I recently read "The Circus Fire" by Stewart O'Nan about the Hartford Circus Fire back in 1944 and while the story it self was quite compelling there were a few bits of information presented in the book that touched on aspects of life in the US during the war that I had no idea bout: ie. anti-aircraft batteries on the outskirts of downtown and that the major department stores had mass causality plans in place including the use of their delivery trucks as ambulances or to transport the dead in the event of an air raid. (Both of which makes sense given that the area around Hartford was a big aircraft manufacturing center)

any book recommendations would be great...I would prefer non-fiction but well researched fiction would do as well.
posted by Captain_Science to Society & Culture (13 answers total) 14 users marked this as a favorite
 
This is going to sound silly, but...the Molly series of the American Girl books. I read them when I was a little kid (as they are written for little kids), but I read them along with my grandma (who was in her early 20s during WWII). She was really impressed by how well the stories captured the feeling of a kid back at home. There were five books back in the day, but now it looks like they've made more. I can't vouch for books 6+.

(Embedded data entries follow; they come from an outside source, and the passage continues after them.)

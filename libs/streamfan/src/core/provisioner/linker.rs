// Copyright (c) 2025 Jonathan Fontanez
// SPDX-License-Identifier: BUSL-1.1

use super::outcome::{Branch, BranchOutcome, RejectReason};
use super::DiscoveryHandler;
use crate::core::graph::LinkEndpoint;
use crate::core::runtime::Pipeline;
use crate::core::scheduler::DiscoveryEvent;

/// Attaches a discovered source output to one fixed request port of an
/// existing node (the muxer's `sink_0`). Creates no nodes.
///
/// A second output arriving while the port is taken is ignored.
#[derive(Debug)]
pub struct RequestPortLinker {
    target: LinkEndpoint,
    attached: Option<Branch>,
}

impl RequestPortLinker {
    pub fn new(target: LinkEndpoint) -> Self {
        Self {
            target,
            attached: None,
        }
    }

    pub fn target(&self) -> &LinkEndpoint {
        &self.target
    }
}

impl DiscoveryHandler for RequestPortLinker {
    fn on_output_discovered(
        &mut self,
        pipeline: &mut Pipeline,
        event: &DiscoveryEvent,
    ) -> BranchOutcome {
        let source = event.endpoint();

        if pipeline.graph().is_linked(&self.target) {
            tracing::info!("[RequestPortLinker] {} linked already", self.target);
            return BranchOutcome::Rejected(RejectReason::AlreadyLinked {
                port: self.target.to_address(),
            });
        }

        let kind = match pipeline.query_caps(&source) {
            Some(caps) => caps.kind(),
            None => {
                return BranchOutcome::Rejected(RejectReason::MissingDescriptor {
                    port: source.to_address(),
                });
            }
        };
        if !kind.is_video() {
            tracing::warn!("[RequestPortLinker] Ignoring {} ({})", source, kind);
            return BranchOutcome::Rejected(RejectReason::NotVideo { kind });
        }

        let stream_index = super::parse_stream_index(&event.port).unwrap_or(0);
        match pipeline.link(source.clone(), self.target.clone()) {
            Ok(link) => {
                tracing::info!("[RequestPortLinker] Linked {} -> {}", source, self.target);
                let branch = Branch {
                    stream_index,
                    nodes: Vec::new(),
                    links: vec![link],
                };
                self.attached = Some(branch.clone());
                BranchOutcome::Synchronized(branch)
            }
            Err(error) => {
                tracing::error!("[RequestPortLinker] Failed to link new output: {}", error);
                BranchOutcome::Failed {
                    stream_index,
                    error,
                }
            }
        }
    }

    fn branches(&self) -> Vec<Branch> {
        self.attached.iter().cloned().collect()
    }
}

#[cfg(test)]
mod tests {
    use super::*;
    use crate::core::builder::{StaticGraphBuilder, presets};
    use crate::core::config::PipelineConfig;
    use crate::core::media::MediaDescriptor;
    use crate::core::node::{NodeCatalog, NodeId};
    use crate::core::runtime::RunState;
    use std::sync::Arc;

    fn tiled() -> Pipeline {
        let config = PipelineConfig::default();
        let mut p = Pipeline::new("tiled", Arc::new(NodeCatalog::builtin()));
        p.create_node(&presets::tiled_source(&config)).unwrap();
        StaticGraphBuilder::new(presets::tiled_layout(&config))
            .build(&mut p)
            .unwrap();
        p.set_state(RunState::Running).unwrap();
        p
    }

    fn linker() -> RequestPortLinker {
        RequestPortLinker::new(LinkEndpoint::new(presets::MUXER, "sink_0"))
    }

    fn expose(p: &mut Pipeline, port: &str, caps: MediaDescriptor) -> DiscoveryEvent {
        let source = NodeId::from(presets::SOURCE);
        p.expose_port(&source, port, Some(caps.clone())).unwrap();
        DiscoveryEvent::new(source, port).with_caps(caps)
    }

    #[test]
    fn test_first_video_output_linked_to_sink_0() {
        let mut p = tiled();
        let nodes = p.node_count();
        let mut l = linker();

        let event = expose(&mut p, "vsrc_0", MediaDescriptor::nvmm_video("NV12"));
        assert!(l.on_output_discovered(&mut p, &event).is_synchronized());
        assert!(p.graph().is_linked(l.target()));
        assert_eq!(p.node_count(), nodes);
    }

    #[test]
    fn test_second_output_is_already_linked_noop() {
        let mut p = tiled();
        let mut l = linker();
        let first = expose(&mut p, "vsrc_0", MediaDescriptor::nvmm_video("NV12"));
        l.on_output_discovered(&mut p, &first);
        let links = p.graph().link_count();

        let second = expose(&mut p, "vsrc_1", MediaDescriptor::nvmm_video("NV12"));
        let outcome = l.on_output_discovered(&mut p, &second);

        assert!(matches!(
            outcome,
            BranchOutcome::Rejected(RejectReason::AlreadyLinked { .. })
        ));
        assert_eq!(p.graph().link_count(), links);
        let into = p.graph().link_into(l.target()).unwrap();
        assert_eq!(into.source.port, "vsrc_0");
    }

    #[test]
    fn test_audio_output_ignored() {
        let mut p = tiled();
        let mut l = linker();
        let event = expose(&mut p, "asrc_0", MediaDescriptor::new("audio/x-raw"));
        assert!(l.on_output_discovered(&mut p, &event).reject_reason().is_some());
        assert!(!p.graph().is_linked(l.target()));
        assert!(l.branches().is_empty());
    }
}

So, if you're man/woman enough to sit down for a few hours and knock out some easy reading, I think you'll enjoy it. Alternatively, if you've got a kid you'd like to be able to talk WWII with, having them read Molly is a great place to start.
posted by phunniemee at 4:56 PM on September 3, 2011


Best answer: Our Mothers' War by Emily Yellin; Eating for Victory: Food Rationing and the Politics of Domesticity by Amy Bentley.
posted by mynameisluka at 5:00 PM on September 3, 2011


Best answer: Doris Kearns Goodwin's No Ordinary Time: Franklin and Eleanor Roosevelt: The Home Front in World War II (which won a Pulitzer Prize in history).
posted by kirkaracha at 5:15 PM on September 3, 2011 [1 favorite]


Dan Wakefield's Under the Apple Tree.

Leonora Weber's Meet the Malone's and one of the chapters of Patrick Dennis' Auntie Mame deal with British evacuees who have come to the states.

Two of Elizabeth Enright's Melendy books were set in that time.

Charlotte Herman's The Difference of Ari Stein...he has an assimilated aunt who insists on calling him Lionel.

Alan and Naomi

Becky's Horse.....
posted by brujita at 5:24 PM on September 3, 2011




Response by poster: Just a little over an hour in and already some great recommendations. Thanks!
posted by Captain_Science at 6:14 PM on September 3, 2011


Marge Peircy's Gone To Soldiers
posted by cyndigo at 7:24 PM on September 3, 2011


I mainly have a lot of children's books to recommend.
Why: the War years by Tomie DePaola about being a kid in the U.S.
Four-Story Mistake by Elizabeth Enright (one of the Melendy books, U.S.)
Guests of War trilogy by Kit Pearson (children being evacuated from the U.K. to Canada and their years in Canada)
Journey to Topaz (sequel is Journey Home) by Yoshiko Uchida (families being interned in the U.S.)
The Green Glass Sea by Ellen Klages (child's view of the atom bomb project)
From Anna by Jean Little (sequel is Listen for the Singing) (German family moving to Canada)
Rilla of Ingleside by L.M. Montgomery (while nominally part of a series, is fine as a stand-alone, is about Canada from a teenager's perspective)
Oh, and the Molly books may be a little too young, but they have a lot of info both packed into the story and in detailed endnotes.

And if you'd like to read more on the Japanese-American Internment, The No-No Boys is a classic. Not a children's book.
posted by Margalo Epps at 9:27 PM on September 3, 2011


(Thanks for the GGS recommendation, Margalo!)

I recommend Studs Terkel's THE GOOD WAR, which does have a homefront chapter.
posted by sdn at 9:58 PM on September 3, 2011


It's a YA book, but I loved Molly Donnelly, by Jean Thesman. I graduated to it pretty much straight from the Molly books, and found it that much more complex. (The Molly books -- appropriate to their reading audience! -- don't touch on a lot of things like Japanese internment, women working outside the home, etc.)
posted by kalimac at 2:07 AM on September 4, 2011


Rilla of Ingleside is set during the first World War.
posted by brujita at 5:48 AM on September 4, 2011


Whoops, sorry about Rilla. Wrong war.
posted by Margalo Epps at 9:41 AM on September 4, 2011


Previously, although my question was broader -- there are a lot of great recommendations, but some won't qualify for you.